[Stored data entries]
☆ ☆ ☆ ☆ ☆ ☆ ☆

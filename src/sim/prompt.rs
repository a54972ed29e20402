//! Word prompts: the falling and drifting quiz items
//!
//! A prompt shows a subject and a verb until it is answered or escapes, then
//! reveals the conjugated answer for a moment before it is removed.

use glam::Vec2;
use serde::{Deserialize, Serialize};

use super::rng::GameRng;
use super::state::Playfield;
use crate::tuning::Tuning;
use crate::vocab::VocabEntry;

/// Prompt variants
#[derive(Debug, Clone, Copy, PartialEq, Eq, Hash, Serialize, Deserialize)]
pub enum PromptKind {
    /// Regular word falling onto the ground
    Falling,
    /// Bonus word crossing the screen sideways
    BonusDrift,
    /// Bonus word falling faster than regular ones
    BonusFalling,
}

impl PromptKind {
    pub fn is_bonus(&self) -> bool {
        !matches!(self, PromptKind::Falling)
    }

    /// Falling variants escape at the ground line instead of the frame edge
    pub fn falls(&self) -> bool {
        matches!(self, PromptKind::Falling | PromptKind::BonusFalling)
    }

    pub fn score_multiplier(&self, tuning: &Tuning) -> u64 {
        if self.is_bonus() {
            tuning.bonus_score_multiplier
        } else {
            tuning.falling_score_multiplier
        }
    }
}

/// Lifecycle: Active -> Resolving -> Destroyed, never backwards
#[derive(Debug, Clone, Copy, PartialEq, Eq, Serialize, Deserialize)]
pub enum PromptState {
    Active,
    /// Answer revealed, frozen, waiting for removal
    Resolving,
    Destroyed,
}

#[derive(Debug, Clone, Serialize, Deserialize)]
pub struct Prompt {
    pub id: u32,
    pub kind: PromptKind,
    pub verb: String,
    pub subject: String,
    pub answer: String,
    pub english: String,
    /// Points before level scaling
    pub base_score: u64,
    /// Top-left corner
    pub pos: Vec2,
    /// px/s
    pub vel: Vec2,
    pub size: Vec2,
    pub in_bounds: bool,
    /// Highlighted by pointer selection
    pub selected: bool,
    pub state: PromptState,
    /// Opaque render/physics handle owned by the host
    #[serde(default)]
    pub handle: Option<u64>,
}

impl Prompt {
    pub fn new(id: u32, kind: PromptKind, entry: VocabEntry, tuning: &Tuning) -> Self {
        let base_score = base_score(&entry.answer, kind, tuning);
        let verb_line = format!("({})", entry.verb);
        let size = text_size(&[entry.subject.as_str(), verb_line.as_str()], tuning);
        Self {
            id,
            kind,
            verb: entry.verb,
            subject: entry.subject,
            answer: entry.answer,
            english: entry.english,
            base_score,
            pos: Vec2::ZERO,
            vel: Vec2::ZERO,
            size,
            in_bounds: true,
            selected: false,
            state: PromptState::Active,
            handle: None,
        }
    }

    pub fn is_active(&self) -> bool {
        self.state == PromptState::Active
    }

    pub fn center(&self) -> Vec2 {
        self.pos + self.size / 2.0
    }

    /// Case-insensitive answer check against already lowercased input
    pub fn matches(&self, lowered: &str) -> bool {
        self.answer.to_lowercase() == lowered
    }

    /// Text the host should draw for this prompt right now
    pub fn display_text(&self) -> String {
        match self.state {
            PromptState::Active => format!("{}\n({})", self.subject, self.verb),
            _ => format!("{} ({})", self.answer, self.english),
        }
    }

    /// Reveal the answer and freeze. Returns false if not Active.
    pub fn begin_resolving(&mut self) -> bool {
        if self.state != PromptState::Active {
            return false;
        }
        self.state = PromptState::Resolving;
        self.vel = Vec2::ZERO;
        self.selected = false;
        true
    }

    /// Returns false unless the prompt was Resolving
    pub fn mark_destroyed(&mut self) -> bool {
        if self.state != PromptState::Resolving {
            return false;
        }
        self.state = PromptState::Destroyed;
        true
    }

    pub fn is_out_of_bounds(&self, playfield: &Playfield, tuning: &Tuning) -> bool {
        if self.kind.falls() {
            return self.pos.y >= playfield.bottom - self.size.y + tuning.ground_escape_slack;
        }
        let margin = tuning.bounds_margin;
        self.pos.x >= playfield.right + margin
            || self.pos.x + self.size.x <= playfield.left - margin
            || self.pos.y >= playfield.bottom + margin
            || self.pos.y + self.size.y <= playfield.top - margin
    }
}

/// Points for answering a prompt, before level scaling
pub fn base_score(answer: &str, kind: PromptKind, tuning: &Tuning) -> u64 {
    answer.chars().count() as u64 * kind.score_multiplier(tuning)
}

/// Points awarded for a hit at the given level: `base + round(base * level / 10)`
pub fn hit_score(base: u64, level: u32) -> u64 {
    base + (base * level as u64 + 5) / 10
}

/// Rough text extent from glyph metrics
pub fn text_size(lines: &[&str], tuning: &Tuning) -> Vec2 {
    let longest = lines.iter().map(|l| l.chars().count()).max().unwrap_or(0);
    Vec2::new(
        longest as f32 * tuning.glyph_width,
        lines.len() as f32 * tuning.line_height,
    )
}

/// Pick the top-left corner for a falling prompt
///
/// Usually lines up over a surviving ground block, otherwise a random
/// column. The result is pulled back so the prompt's right edge stays inside.
pub fn place_falling(
    rng: &mut GameRng,
    width: f32,
    playfield: &Playfield,
    tuning: &Tuning,
    surviving_xs: &[f32],
) -> Vec2 {
    let reuse = rng.percent(tuning.column_reuse_percent);
    let mut x = match rng.index(surviving_xs.len()) {
        Some(i) if reuse => surviving_xs[i],
        _ => {
            let columns = (playfield.width() / tuning.block_size).floor() as u32;
            rng.between(0, columns) as f32 * tuning.block_size + playfield.left
        }
    };

    if x + width > playfield.right {
        x = playfield.right - width;
    }
    Vec2::new(x.max(playfield.left), playfield.top)
}

/// Pick start corner and velocity for a drifting bonus prompt
pub fn place_drift(rng: &mut GameRng, playfield: &Playfield, tuning: &Tuning) -> (Vec2, Vec2) {
    let y = playfield.top
        + rng.between(tuning.drift_band_top as u32, tuning.drift_band_bottom as u32) as f32;

    if rng.between(0, 1) == 0 {
        // Enter from the right, head left
        let pos = Vec2::new(playfield.right + tuning.drift_spawn_offset, y);
        (pos, Vec2::new(-tuning.drift_speed, 0.0))
    } else {
        let pos = Vec2::new(playfield.left - tuning.drift_spawn_offset, y);
        (pos, Vec2::new(tuning.drift_speed, 0.0))
    }
}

☆ ☆ ☆ ☆ ☆ ☆ ☆

-- About this exercise --
Lines containing the string "Debug" are the ones to copy from the entries above.

-- Result of this exercise --
#[derive(Debug, Clone, Copy, PartialEq, Eq, Hash, Serialize, Deserialize)]
#[derive(Debug, Clone, Copy, PartialEq, Eq, Serialize, Deserialize)]
#[derive(Debug, Clone, Serialize, Deserialize)]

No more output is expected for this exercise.